札幌白石遊廓

札幌白石遊廓は札幌市白石町字一条から五条迄が一廓成につて居て。札幌駅から東南へ約廿丁、市電は大門前で下車する。賃金は片道六銭。

札幌は全道の行政上の中心地で、道庁があり、鉄道、逓信の各管理局、税務監督局、帝国大学等があり、大日本ビール、帝国製麻、鉄道省等の大工場がある。市街はアメリカ式の明るい様式で、道幅は広く、且つ碁盤の目の様に整然として居る。市街の中央には市を南北に分断した大通りがあつて、黒田清隆や、永山将軍等の銅像がある。帝大附属の植物園と、市の中島公園とは全国的に有名である。明治初年に開設された遊廓で札幌市南五条に薄野遊廓と云ふのが在つた。其れが大正九年に現在の個処へ移転して来たものである。

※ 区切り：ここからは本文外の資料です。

use serde::{Deserialize, Serialize};
use std::fmt;
use thiserror::Error;

use crate::model::ids::SubjectId;

#[derive(Debug, Error, Clone, PartialEq, Eq)]
#[non_exhaustive]
pub enum ExamTypeError {
    #[error("exam type cannot be empty")]
    EmptyName,

    #[error("exam type contains whitespace: {0:?}")]
    InvalidName(String),
}

/// Named testing program that scopes which questions are eligible.
///
/// Names are trimmed and lower-cased, so `"UTME"` and `" utme "` are the same
/// exam type.
#[derive(Debug, Clone, PartialEq, Eq, Hash, PartialOrd, Ord, Serialize, Deserialize)]
#[serde(try_from = "String", into = "String")]
pub struct ExamType(String);

impl ExamType {
    /// Create a validated exam type.
    ///
    /// # Errors
    ///
    /// Returns `ExamTypeError::EmptyName` if the name is blank, or
    /// `ExamTypeError::InvalidName` if it contains inner whitespace.
    pub fn new(value: impl Into<String>) -> Result<Self, ExamTypeError> {
        let raw = value.into();
        let trimmed = raw.trim();
        if trimmed.is_empty() {
            return Err(ExamTypeError::EmptyName);
        }
        if trimmed.chars().any(char::is_whitespace) {
            return Err(ExamTypeError::InvalidName(trimmed.to_string()));
        }
        Ok(Self(trimmed.to_lowercase()))
    }

    #[must_use]
    pub fn as_str(&self) -> &str {
        &self.0
    }
}

impl fmt::Display for ExamType {
    fn fmt(&self, f: &mut fmt::Formatter<'_>) -> fmt::Result {
        f.write_str(&self.0)
    }
}

impl TryFrom<String> for ExamType {
    type Error = ExamTypeError;

    fn try_from(value: String) -> Result<Self, Self::Error> {
        Self::new(value)
    }
}

impl From<ExamType> for String {
    fn from(value: ExamType) -> Self {
        value.0
    }
}

/// A `(subject, year)` pair chosen by the learner.
#[derive(Debug, Clone, Copy, PartialEq, Eq, Hash, PartialOrd, Ord, Serialize, Deserialize)]
pub struct Selection {
    pub subject_id: SubjectId,
    pub year: u16,
}

impl Selection {
    #[must_use]
    pub fn new(subject_id: SubjectId, year: u16) -> Self {
        Self { subject_id, year }
    }
}

impl fmt::Display for Selection {
    fn fmt(&self, f: &mut fmt::Formatter<'_>) -> fmt::Result {
        write!(f, "{}:{}", self.subject_id, self.year)
    }
}
use std::sync::Arc;

use exam_core::model::{ExamType, Question, SubjectId};
use storage::repository::{QuestionRepository, SubjectYears};

use crate::error::CatalogError;

/// Read-only access to question content.
#[derive(Clone)]
pub struct Catalog {
    questions: Arc<dyn QuestionRepository>,
}

impl Catalog {
    #[must_use]
    pub fn new(questions: Arc<dyn QuestionRepository>) -> Self {
        Self { questions }
    }

    /// Questions for one exam, subject and year, ordered by question id.
    ///
    /// An empty list is a valid answer for an unknown filter.
    ///
    /// # Errors
    ///
    /// Returns `CatalogError::NotFound` if the content store cannot be reached,
    /// or `CatalogError::Content` if stored content cannot be decoded.
    pub async fn questions_for(
        &self,
        exam_type: &ExamType,
        subject_id: SubjectId,
        year: u16,
    ) -> Result<Vec<Question>, CatalogError> {
        let mut questions = self
            .questions
            .questions_for(exam_type, subject_id, year)
            .await?;
        questions.sort_by_key(Question::id);
        Ok(questions)
    }

    /// Subjects and years available for `exam_type`.
    ///
    /// # Errors
    ///
    /// Same conditions as [`Catalog::questions_for`].
    pub async fn subjects(&self, exam_type: &ExamType) -> Result<Vec<SubjectYears>, CatalogError> {
        Ok(self.questions.list_subjects(exam_type).await?)
    }

    /// Load questions into the content store.
    ///
    /// # Errors
    ///
    /// Returns `CatalogError` if any question cannot be stored.
    pub async fn import(&self, questions: &[Question]) -> Result<usize, CatalogError> {
        for question in questions {
            self.questions.upsert_question(question).await?;
        }
        tracing::info!(count = questions.len(), "imported questions");
        Ok(questions.len())
    }
}

#[cfg(test)]
mod tests {
    use super::*;
    use exam_core::model::QuestionId;
    use storage::repository::InMemoryRepository;

    fn question(id: u64) -> Question {
        Question::new(
            QuestionId::new(id),
            SubjectId::new(1),
            "Physics",
            2019,
            ExamType::new("utme").unwrap(),
            format!("Q{id}"),
            vec!["a".into(), "b".into()],
            0,
            None,
        )
        .unwrap()
    }

    #[tokio::test]
    async fn unknown_filter_is_empty_not_an_error() {
        let catalog = Catalog::new(Arc::new(InMemoryRepository::new()));
        let found = catalog
            .questions_for(&ExamType::new("utme").unwrap(), SubjectId::new(42), 1999)
            .await
            .unwrap();
        assert!(found.is_empty());
    }

    #[tokio::test]
    async fn imported_questions_come_back_in_id_order() {
        let catalog = Catalog::new(Arc::new(InMemoryRepository::new()));
        catalog
            .import(&[question(5), question(2), question(9)])
            .await
            .unwrap();
        let ids: Vec<u64> = catalog
            .questions_for(&ExamType::new("utme").unwrap(), SubjectId::new(1), 2019)
            .await
            .unwrap()
            .iter()
            .map(|q| q.id().value())
            .collect();
        assert_eq!(ids, vec![2, 5, 9]);

        let subjects = catalog.subjects(&ExamType::new("utme").unwrap()).await.unwrap();
        assert_eq!(subjects[0].subject, "Physics");
    }

    #[test]
    fn unreachable_store_maps_to_not_found() {
        let err = CatalogError::from(storage::repository::StorageError::Connection("down".into()));
        assert!(matches!(err, CatalogError::NotFound(_)));
        let err = CatalogError::from(storage::repository::StorageError::Serialization("bad".into()));
        assert!(matches!(err, CatalogError::Content(_)));
    }
}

現在貸座敷は三十一軒あつて、娼妓は二百五十人居るが、北海道の女が最も多い。店は写真制で陰店は張つて無い。娼妓は全部居稼ぎ制で送り込みはやらない。遊興は廻し花制で通し花は取らない。費用は甲が四円二十銭で、乙が三円二十銭、丙は二円五十銭で宵から一泊が出来る但し台の物は付かない。本部屋へは先客順に這入る事に成つて居て増しは取らない。娼楼には、釣月楼、昇月楼、久津和楼、新盛楼、第二新盛楼、玉楼、有明楼、北国楼、高砂楼、天田楼、栄清楼、松島楼、昭和楼、源氏楼、日光楼、志喜島楼、満月楼、喜久川楼、南花楼、栄太楼、一二三楼、富山楼、福井敷、一力楼、丸喜楼、北越楼、岡田楼、宮島楼、大正楼、等がある。